In the entries that follow, find each line with the word "FlowFilter" and copy it.

## Data
---+---
//! 속성 필터 빌더 -- 필터 명세에서 속성별 술어를 생성하는 확장 포인트
//!
//! 새 속성을 필터링하려면 [`OnBuildFilter`]를 구현하고 빌더 목록에 등록합니다.
//! [`FilterList`](crate::FilterList)는 수정할 필요가 없습니다.
//!
//! # 구성
//! - [`NodeNameFilter`]: 노드명 glob 패턴
//! - [`FqdnFilter`]: 출발지/목적지 FQDN glob 패턴
//! - [`EventTypeFilter`]: 모니터 이벤트 타입

pub mod event_type;
pub mod fqdn;
pub mod node_name;

pub use event_type::EventTypeFilter;
pub use fqdn::FqdnFilter;
pub use node_name::NodeNameFilter;

use std::fmt;

use hubble_core::types::{Event, FlowFilter};

use crate::error::FilterError;

/// 이벤트에 대한 속성 술어
///
/// 구현체는 컴파일된 매처를 소유하는 불변 값이며 부수 효과가 없어야 합니다.
/// 생성 이후에는 여러 스레드에서 동시에 호출될 수 있습니다.
pub trait FlowPredicate: fmt::Debug + Send + Sync {
    /// 이벤트가 이 속성 조건을 만족하는지 평가합니다.
    fn matches(&self, event: &Event) -> bool;
}

/// 빌더가 생성하는 소유된 술어
pub type FilterFunc = Box<dyn FlowPredicate>;

/// 속성 필터 빌더
pub trait OnBuildFilter: Send + Sync {
    /// 빌더가 담당하는 속성 이름 (로그/에러 메시지용)
    fn name(&self) -> &str;

    /// 필터 명세에서 0개 이상의 술어를 생성합니다.
    ///
    /// 명세가 이 속성을 제약하지 않으면 빈 목록을 반환합니다.
    fn on_build_filter(&self, filter: &FlowFilter) -> Result<Vec<FilterFunc>, FilterError>;
}

/// 기본 빌더 레지스트리를 반환합니다.
pub fn default_filters() -> Vec<Box<dyn OnBuildFilter>> {
    vec![
        Box::new(EventTypeFilter),
        Box::new(NodeNameFilter),
        Box::new(FqdnFilter),
    ]
}
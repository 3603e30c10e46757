//! 필터 리스트 -- 필터 명세 목록을 하나의 평가기로 조합합니다.
//!
//! 조합 규칙:
//! - 명세 하나 안의 술어들은 AND로 결합됩니다. 술어가 없는 명세는 모든 이벤트와 매칭됩니다.
//! - 명세들 사이는 OR로 결합됩니다. 명세가 하나도 없는 리스트는 어떤 이벤트와도 매칭되지 않습니다.
//!
//! # 사용 예시
//! ```
//! use hubble_core::types::{Event, Flow, FlowFilter};
//! use hubble_filters::{FilterList, default_filters};
//!
//! let specs = vec![FlowFilter {
//!     node_name: vec!["k8s*".to_owned()],
//!     ..Default::default()
//! }];
//! let list = FilterList::build(&specs, &default_filters()).unwrap();
//!
//! let ev = Event::from_flow(Flow { node_name: "k8s1".to_owned(), ..Default::default() });
//! assert!(list.match_one(&ev));
//! ```

use hubble_core::types::{Event, FlowFilter};

use crate::builder::{FilterFunc, OnBuildFilter};
use crate::error::FilterError;

/// 명세 하나에서 생성된 술어 그룹 (AND 결합)
#[derive(Debug, Default)]
pub struct FilterGroup {
    funcs: Vec<FilterFunc>,
}

impl FilterGroup {
    /// 그룹의 모든 술어가 만족되는지 평가합니다. 술어가 없으면 true입니다.
    pub fn matches(&self, event: &Event) -> bool {
        self.funcs.iter().all(|f| f.matches(event))
    }

    /// 그룹에 포함된 술어 수
    pub fn len(&self) -> usize {
        self.funcs.len()
    }

    /// 술어가 없는 그룹인지 확인합니다.
    pub fn is_empty(&self) -> bool {
        self.funcs.is_empty()
    }
}

/// 컴파일된 필터 리스트 (그룹 간 OR 결합)
///
/// 생성 이후에는 불변이며 여러 스레드에서 동시에 평가할 수 있습니다.
#[derive(Debug, Default)]
pub struct FilterList {
    groups: Vec<FilterGroup>,
}

impl FilterList {
    /// 모든 명세에 모든 빌더를 적용하여 필터 리스트를 생성합니다.
    ///
    /// 빌더 하나라도 실패하면 부분 결과 없이 해당 에러를 반환합니다.
    pub fn build(
        filters: &[FlowFilter],
        builders: &[Box<dyn OnBuildFilter>],
    ) -> Result<Self, FilterError> {
        let mut groups = Vec::with_capacity(filters.len());

        for (idx, filter) in filters.iter().enumerate() {
            let mut funcs = Vec::new();
            for builder in builders {
                let built = builder.on_build_filter(filter).inspect_err(|e| {
                    tracing::debug!(
                        spec = idx,
                        builder = builder.name(),
                        error = %e,
                        "filter builder failed"
                    );
                })?;
                funcs.extend(built);
            }
            groups.push(FilterGroup { funcs });
        }

        tracing::debug!(
            specs = filters.len(),
            builders = builders.len(),
            predicates = groups.iter().map(FilterGroup::len).sum::<usize>(),
            "built filter list"
        );

        Ok(Self { groups })
    }

    /// 하나 이상의 명세 그룹과 매칭되면 true를 반환합니다.
    ///
    /// 빈 리스트는 false입니다. 첫 번째로 매칭된 그룹에서 평가를 멈춥니다.
    pub fn match_one(&self, event: &Event) -> bool {
        self.groups.iter().any(|g| g.matches(event))
    }

    /// 어떤 명세 그룹과도 매칭되지 않으면 true를 반환합니다.
    pub fn match_none(&self, event: &Event) -> bool {
        !self.match_one(event)
    }

    /// 명세 그룹 수
    pub fn len(&self) -> usize {
        self.groups.len()
    }

    /// 명세가 없는 리스트인지 확인합니다.
    pub fn is_empty(&self) -> bool {
        self.groups.is_empty()
    }

    /// 명세 그룹을 순서대로 반환합니다.
    pub fn groups(&self) -> &[FilterGroup] {
        &self.groups
    }
}

/// 허용 목록과 차단 목록을 함께 적용합니다.
///
/// 허용 목록이 비어 있으면 모든 이벤트를 허용 대상으로 보고,
/// 차단 목록과 매칭되는 이벤트는 항상 제외합니다.
pub fn apply(allowlist: &FilterList, denylist: &FilterList, event: &Event) -> bool {
    (allowlist.is_empty() || allowlist.match_one(event)) && denylist.match_none(event)
}

#[cfg(test)]
mod tests {
    use super::*;
    use crate::builder::{NodeNameFilter, default_filters};
    use hubble_core::types::Flow;

    fn event(node_name: &str) -> Event {
        Event::from_flow(Flow {
            node_name: node_name.to_owned(),
            ..Default::default()
        })
    }

    fn node_spec(patterns: &[&str]) -> FlowFilter {
        FlowFilter {
            node_name: patterns.iter().map(|p| (*p).to_owned()).collect(),
            ..Default::default()
        }
    }

    fn node_builders() -> Vec<Box<dyn OnBuildFilter>> {
        vec![Box::new(NodeNameFilter)]
    }

    #[test]
    fn empty_list_matches_nothing() {
        let list = FilterList::build(&[], &default_filters()).unwrap();
        assert!(list.is_empty());
        assert!(!list.match_one(&event("k8s1")));
        assert!(list.match_none(&event("k8s1")));
    }

    #[test]
    fn unconstrained_spec_matches_everything() {
        let list = FilterList::build(&[FlowFilter::default()], &default_filters()).unwrap();
        assert_eq!(list.len(), 1);
        assert!(list.groups()[0].is_empty());
        assert!(list.match_one(&event("k8s1")));
        assert!(list.match_one(&event("")));
    }

    #[test]
    fn or_across_specs() {
        let list = FilterList::build(
            &[node_spec(&["k8s1"]), node_spec(&["runtime1"])],
            &node_builders(),
        )
        .unwrap();
        assert!(list.match_one(&event("k8s1")));
        assert!(list.match_one(&event("runtime1")));
        assert!(!list.match_one(&event("k8s2")));
    }

    #[test]
    fn and_within_spec() {
        let spec = FlowFilter {
            node_name: vec!["k8s*".to_owned()],
            destination_fqdn: vec!["*.cilium.io".to_owned()],
            ..Default::default()
        };
        let list = FilterList::build(&[spec], &default_filters()).unwrap();
        assert_eq!(list.groups()[0].len(), 2);

        let both = Event::from_flow(Flow {
            node_name: "k8s1".to_owned(),
            destination_names: vec!["docs.cilium.io".to_owned()],
            ..Default::default()
        });
        let node_only = event("k8s1");
        assert!(list.match_one(&both));
        assert!(!list.match_one(&node_only));
    }

    #[test]
    fn any_builder_failure_aborts_build() {
        let result = FilterList::build(
            &[node_spec(&["k8s1"]), node_spec(&["bad_name"])],
            &node_builders(),
        );
        let err = result.unwrap_err();
        assert!(err.to_string().contains("invalid byte in node name pattern"));
    }

    #[test]
    fn apply_allow_and_deny() {
        let builders = node_builders();
        let allow = FilterList::build(&[node_spec(&["k8s*"])], &builders).unwrap();
        let deny = FilterList::build(&[node_spec(&["k8s2"])], &builders).unwrap();
        let none = FilterList::default();

        assert!(apply(&allow, &deny, &event("k8s1")));
        assert!(!apply(&allow, &deny, &event("k8s2")));
        assert!(!apply(&allow, &deny, &event("runtime1")));

        // 빈 허용 목록은 차단되지 않은 모든 이벤트를 통과시킴
        assert!(apply(&none, &deny, &event("runtime1")));
        assert!(!apply(&none, &deny, &event("k8s2")));
        assert!(apply(&none, &none, &event("")));
    }

    #[test]
    fn filter_list_is_send_and_sync() {
        fn assert_send_sync<T: Send + Sync>() {}
        assert_send_sync::<FilterList>();
    }
}
//! 이벤트 타입 필터

use hubble_core::types::{self, Event, FlowFilter};

use super::{FilterFunc, FlowPredicate, OnBuildFilter};
use crate::error::FilterError;

/// 이벤트 타입 필터 빌더
#[derive(Debug, Clone, Copy, Default)]
pub struct EventTypeFilter;

impl OnBuildFilter for EventTypeFilter {
    fn name(&self) -> &str {
        "event_type"
    }

    fn on_build_filter(&self, filter: &FlowFilter) -> Result<Vec<FilterFunc>, FilterError> {
        if filter.event_type.is_empty() {
            return Ok(Vec::new());
        }

        if let Some(bad) = filter.event_type.iter().find(|et| et.r#type < 0) {
            return Err(FilterError::InvalidSpec {
                attribute: "event_type".to_owned(),
                reason: format!("message type must not be negative: {}", bad.r#type),
            });
        }

        Ok(vec![Box::new(EventTypePredicate {
            filters: filter.event_type.clone(),
        })])
    }
}

/// 나열된 이벤트 타입 중 하나와 일치하면 통과시키는 술어
#[derive(Debug, Clone)]
pub struct EventTypePredicate {
    filters: Vec<types::EventTypeFilter>,
}

impl FlowPredicate for EventTypePredicate {
    fn matches(&self, event: &Event) -> bool {
        let Some(event_type) = event.flow().and_then(|flow| flow.event_type.as_ref()) else {
            return false;
        };
        self.filters.iter().any(|f| f.matches(event_type))
    }
}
---+---
## Result
use hubble_core::types::{Event, FlowFilter};
    fn on_build_filter(&self, filter: &FlowFilter) -> Result<Vec<FilterFunc>, FilterError>;
//! use hubble_core::types::{Event, Flow, FlowFilter};
//! let specs = vec![FlowFilter {
use hubble_core::types::{Event, FlowFilter};
        filters: &[FlowFilter],
    fn node_spec(patterns: &[&str]) -> FlowFilter {
        FlowFilter {
        let list = FilterList::build(&[FlowFilter::default()], &default_filters()).unwrap();
        let spec = FlowFilter {
use hubble_core::types::{self, Event, FlowFilter};
    fn on_build_filter(&self, filter: &FlowFilter) -> Result<Vec<FilterFunc>, FilterError> {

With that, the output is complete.